A couple of days ago, the hospital welcomed the second visit of Matti Aapro, the dean of the Multidisciplinary Oncology Institute in Switzerland and the head of the Sharing Progress in Cancer Care (SPCC) programme at the European School of Oncology.

Aapro toured several departments of the hospital, checking the latest equipment used in each department of the hospital and the latest treatment plans used for fighting breast cancer in Egypt. This included the technology used in the physiotherapy department, which rehabilitates the patient from the side effects of chemotherapy and radiation, in tandem with the psychological support department, which helps to keep the patients’ spirits high.

“In my second visit to this place, I’m really impressed,” Aapro stated to Daily News Egypt, adding that “very often, when you visit similar centres for the first time, you hear about a lot of things that are going to happen, but regrettably none of them are applied. This is not the way in Baheya; in the past 18 months, they have provided patients with top level radiation oncology, as well as introducing supportive services to the patients that have the highest importance, so they are really showing a good way of developing a good top level comprehensive cancer centre.”

In a medical conference, the foundation’s doctors shared some of the toughest medical conditions they face in Baheya, along with the treatment methods and recovery plans they put in place for each, according to the condition.

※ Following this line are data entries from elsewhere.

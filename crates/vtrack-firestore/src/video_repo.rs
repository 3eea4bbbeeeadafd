//! Tracked video repository.
//!
//! Every mutation runs as a Firestore read-write transaction so that
//! concurrent workers handling the same video serialize on the document.

use std::collections::HashMap;

use chrono::{DateTime, Utc};
use tracing::{debug, info, warn};

use vtrack_models::{
    MergeEffect, ProgressUpdate, StorageLocation, TrackedVideo, VideoId, VideoStatus,
};

use crate::client::FirestoreClient;
use crate::error::{FirestoreError, FirestoreResult};
use crate::metrics::record_seed_revert;
use crate::types::{Document, FromFirestoreValue, Precondition, ToFirestoreValue, Value, Write};

/// Default collection for tracked videos.
pub const DEFAULT_COLLECTION: &str = "tracked_videos";

/// Outcome of seeding a video record.
#[derive(Debug, Clone, PartialEq)]
pub enum SeedResult {
    /// No record existed; `version` is the new document's update time.
    Created { version: String },
    /// A QUEUED record was overwritten.
    Replaced {
        previous: Box<TrackedVideo>,
        version: String,
    },
    /// The record already moved past QUEUED; nothing was written.
    AlreadyProgressed(Box<TrackedVideo>),
}

/// Outcome of merging a progress update.
#[derive(Debug, Clone, PartialEq)]
pub enum MergeResult {
    /// No record for this video.
    NotFound,
    /// The record after the merge, with what the merge did.
    Merged {
        video: Box<TrackedVideo>,
        effect: MergeEffect,
    },
}

/// Repository for tracked video documents.
#[derive(Clone)]
pub struct TrackedVideoRepository {
    client: FirestoreClient,
    collection: String,
}

impl TrackedVideoRepository {
    /// Create a new repository over `collection`.
    pub fn new(client: FirestoreClient, collection: impl Into<String>) -> Self {
        Self {
            client,
            collection: collection.into(),
        }
    }

    pub fn collection(&self) -> &str {
        &self.collection
    }

    fn document_name(&self, video_id: &VideoId) -> String {
        self.client
            .full_document_name(&self.collection, video_id.as_str())
    }

    /// Get a video by ID.
    pub async fn get(&self, video_id: &VideoId) -> FirestoreResult<Option<TrackedVideo>> {
        let doc = self
            .client
            .get_document(&self.collection, video_id.as_str())
            .await?;

        doc.map(|d| document_to_tracked_video(&d, video_id))
            .transpose()
    }

    /// Write the seed record for a freshly uploaded video.
    ///
    /// An existing QUEUED record gets the upload fields of `video` while
    /// keeping whatever progress was already merged into it; a record in
    /// any later status is left alone.
    pub async fn seed(&self, video: &TrackedVideo) -> FirestoreResult<SeedResult> {
        self.client
            .with_retry("seed", || self.seed_once(video))
            .await
    }

    async fn seed_once(&self, video: &TrackedVideo) -> FirestoreResult<SeedResult> {
        let video_id = &video.video_id;
        let tx = self.client.begin_transaction().await?;

        let existing = match self.read_in_transaction(video_id, &tx).await {
            Ok(existing) => existing,
            Err(e) => {
                self.client.rollback_quietly(tx).await;
                return Err(e);
            }
        };

        let record = match &existing {
            Some(previous) if previous.status != VideoStatus::Queued => {
                self.client.rollback_quietly(tx).await;
                debug!(video_id = %video_id, status = %previous.status, "Seed skipped, video already progressed");
                return Ok(SeedResult::AlreadyProgressed(Box::new(previous.clone())));
            }
            Some(previous) => video.reseed_over(previous),
            None => video.clone(),
        };

        let doc = Document::named(self.document_name(video_id), tracked_video_to_fields(&record));
        let response = self.client.commit(vec![Write::upsert(doc)], Some(tx)).await?;
        let version = response
            .first_update_time()
            .ok_or_else(|| FirestoreError::invalid_response("commit returned no update time"))?;

        info!(video_id = %video_id, collection = %self.collection, "Seeded tracked video");

        Ok(match existing {
            None => SeedResult::Created { version },
            Some(previous) => SeedResult::Replaced {
                previous: Box::new(previous),
                version,
            },
        })
    }

    /// Undo a seed whose follow-up publish failed.
    ///
    /// Deletes the record (or restores `previous`) only if it still carries
    /// the `version` written by the seed. Returns `false` when a newer write
    /// got there first, in which case the record is left as is.
    pub async fn revert_seed(
        &self,
        video_id: &VideoId,
        previous: Option<&TrackedVideo>,
        version: &str,
    ) -> FirestoreResult<bool> {
        let name = self.document_name(video_id);
        let write = match previous {
            None => Write::delete(name),
            Some(prev) => Write::upsert(Document::named(name, tracked_video_to_fields(prev))),
        }
        .with_precondition(Precondition::updated_at(version));

        let result = self
            .client
            .with_retry("revert_seed", || self.client.commit(vec![write.clone()], None))
            .await;

        match result {
            Ok(_) => {
                record_seed_revert("reverted");
                info!(video_id = %video_id, restored = previous.is_some(), "Reverted seed");
                Ok(true)
            }
            Err(e) if e.is_precondition_failed() => {
                record_seed_revert("superseded");
                warn!(video_id = %video_id, "Seed revert skipped, record changed since seeding");
                Ok(false)
            }
            Err(e) => Err(e),
        }
    }

    /// Merge a progress update as one read-modify-write.
    pub async fn merge_progress(
        &self,
        update: &ProgressUpdate,
        at: DateTime<Utc>,
    ) -> FirestoreResult<MergeResult> {
        self.client
            .with_retry("merge_progress", || self.merge_once(update, at))
            .await
    }

    async fn merge_once(
        &self,
        update: &ProgressUpdate,
        at: DateTime<Utc>,
    ) -> FirestoreResult<MergeResult> {
        let video_id = &update.video_id;
        let tx = self.client.begin_transaction().await?;

        let mut video = match self.read_in_transaction(video_id, &tx).await {
            Ok(Some(video)) => video,
            Ok(None) => {
                self.client.rollback_quietly(tx).await;
                return Ok(MergeResult::NotFound);
            }
            Err(e) => {
                self.client.rollback_quietly(tx).await;
                return Err(e);
            }
        };

        let effect = video.merge(update, at);
        if !effect.is_updated() {
            self.client.rollback_quietly(tx).await;
            return Ok(MergeResult::Merged {
                video: Box::new(video),
                effect,
            });
        }

        let mask = merge_mask(update);
        let doc = Document::named(self.document_name(video_id), masked_fields(&video, &mask));

        self.client
            .commit(
                vec![Write::patch(doc, mask).with_precondition(Precondition::exists(true))],
                Some(tx),
            )
            .await?;

        Ok(MergeResult::Merged {
            video: Box::new(video),
            effect,
        })
    }

    /// Clear the pending-notification marker. Leaves `last_update` alone.
    pub async fn clear_notification_pending(&self, video_id: &VideoId) -> FirestoreResult<()> {
        let mut fields = HashMap::new();
        fields.insert("notification_pending".to_string(), false.to_firestore_value());
        let doc = Document::named(self.document_name(video_id), fields);
        let write = Write::patch(doc, vec!["notification_pending".to_string()])
            .with_precondition(Precondition::exists(true));

        self.client
            .with_retry("clear_notification_pending", || {
                self.client.commit(vec![write.clone()], None)
            })
            .await?;
        Ok(())
    }

    async fn read_in_transaction(
        &self,
        video_id: &VideoId,
        tx: &str,
    ) -> FirestoreResult<Option<TrackedVideo>> {
        let doc = self
            .client
            .get_document_in_transaction(&self.collection, video_id.as_str(), tx)
            .await?;
        doc.map(|d| document_to_tracked_video(&d, video_id))
            .transpose()
    }
}

// =============================================================================
// Field conversion
// =============================================================================

fn location_to_value(location: &StorageLocation) -> Value {
    let mut fields = HashMap::new();
    fields.insert("container".to_string(), location.container.to_firestore_value());
    fields.insert("object_key".to_string(), location.object_key.to_firestore_value());
    fields.to_firestore_value()
}

fn location_from_value(value: &Value) -> Option<StorageLocation> {
    let fields = HashMap::<String, Value>::from_firestore_value(value)?;
    let container = fields.get("container").and_then(String::from_firestore_value)?;
    let object_key = fields.get("object_key").and_then(String::from_firestore_value)?;
    Some(StorageLocation::new(container, object_key))
}

/// Fields a merge of `update` may write.
pub(crate) fn merge_mask(update: &ProgressUpdate) -> Vec<String> {
    let mut mask: Vec<String> = update.field_names().into_iter().map(String::from).collect();
    mask.push("last_update".to_string());
    mask.push("notification_pending".to_string());
    mask
}

pub(crate) fn masked_fields(video: &TrackedVideo, mask: &[String]) -> HashMap<String, Value> {
    tracked_video_to_fields(video)
        .into_iter()
        .filter(|(key, _)| mask.contains(key))
        .collect()
}

pub(crate) fn tracked_video_to_fields(video: &TrackedVideo) -> HashMap<String, Value> {
    let mut fields = HashMap::new();
    fields.insert("video_id".to_string(), video.video_id.as_str().to_firestore_value());
    fields.insert("video_hash".to_string(), video.video_hash.to_firestore_value());
    fields.insert("owner_id".to_string(), video.owner_id.to_firestore_value());
    fields.insert("source_location".to_string(), location_to_value(&video.source_location));
    fields.insert("status".to_string(), video.status.as_str().to_firestore_value());
    fields.insert("progress".to_string(), video.progress.to_firestore_value());
    fields.insert(
        "result_location".to_string(),
        video
            .result_location
            .as_ref()
            .map(location_to_value)
            .unwrap_or(Value::NullValue(())),
    );
    fields.insert("message".to_string(), video.message.to_firestore_value());
    fields.insert(
        "notification_pending".to_string(),
        video.notification_pending.to_firestore_value(),
    );
    fields.insert("created_at".to_string(), video.created_at.to_firestore_value());
    fields.insert("last_update".to_string(), video.last_update.to_firestore_value());
    fields
}

pub(crate) fn document_to_tracked_video(
    doc: &Document,
    video_id: &VideoId,
) -> FirestoreResult<TrackedVideo> {
    let fields = doc.fields.as_ref().ok_or_else(|| {
        FirestoreError::InvalidResponse(format!("Document {} has no fields", video_id))
    })?;

    let get_string = |key: &str| -> Option<String> {
        fields.get(key).and_then(String::from_firestore_value)
    };
    let get_time = |key: &str| -> Option<DateTime<Utc>> {
        fields.get(key).and_then(DateTime::<Utc>::from_firestore_value)
    };

    let source_location = fields
        .get("source_location")
        .and_then(location_from_value)
        .ok_or_else(|| {
            FirestoreError::invalid_response(format!("{}: missing source_location", video_id))
        })?;

    let status = match get_string("status") {
        Some(s) => s
            .parse::<VideoStatus>()
            .map_err(|e| FirestoreError::invalid_response(format!("{}: {}", video_id, e)))?,
        None => VideoStatus::Queued,
    };

    let created_at = get_time("created_at").unwrap_or_else(Utc::now);

    Ok(TrackedVideo {
        video_id: video_id.clone(),
        video_hash: get_string("video_hash"),
        owner_id: get_string("owner_id"),
        source_location,
        status,
        progress: fields
            .get("progress")
            .and_then(f64::from_firestore_value)
            .unwrap_or(0.0),
        result_location: fields.get("result_location").and_then(location_from_value),
        message: get_string("message"),
        notification_pending: fields
            .get("notification_pending")
            .and_then(bool::from_firestore_value)
            .unwrap_or(false),
        created_at,
        last_update: get_time("last_update").unwrap_or(created_at),
    })
}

Baheya is doing a very good job in treating patients, and more importantly, they provide females with services that would help them in the future, such as early diagnosis check-ups, which clearly enhance the patients’ chances of being cured, he added.

Funded only by people’s donations, in two years Baheya Foundation managed to provide early check-ups for 27,000 women in Egypt, as well as surgeries removing tumours for 1,800 patients and successfully treating 2,000 ladies overall.

“As an institution that stands on people’s financial support rather than from the government, Baheya shows how much impact a similar centre can make on people’s lives with only limited sources of financial support. They apply the best possible choices—based on people’s donations only,” Aapro said.

From his side, Ahmed Hassan, the head of Baheya’s oncology department, asserted the importance of similar visits by international experts, explaining that would increase the hospital’s goal of enriching relationships with accredited international institutions.

“This visit is very important on the whole; to have international experts in Baheya helps us in many aspects, starting with exchanging experiences,” Hassan said, adding that “it also helps us to provide our junior doctors with an idea of how western doctors think and seeing the different services we provide patients. It’s also very important for Baheya, as we are currently trying to build bridges with international institutions for exchange training programs.”

By the end of the visit, Aapro offered cooperation between Baheya and the Multidisciplinary Oncology Institute in Switzerland, wanting some of his junior doctors to come to Egypt and learn from the surgeons working for Baheya.

“His offer assured that we’re walking on the right path, since they want to work hand in hand with us,” Hassan commented.

Hassan also explained that it’s hard to find a stable source of income, clarifying that “the amount of our expansion is so big that it will be too much for any institute to take this commitment and provide us with the needed financial income every month, but we’re trying to find other solutions, like providing money-paid services for those who are capable and willing to pay, and that might cover the other free services.”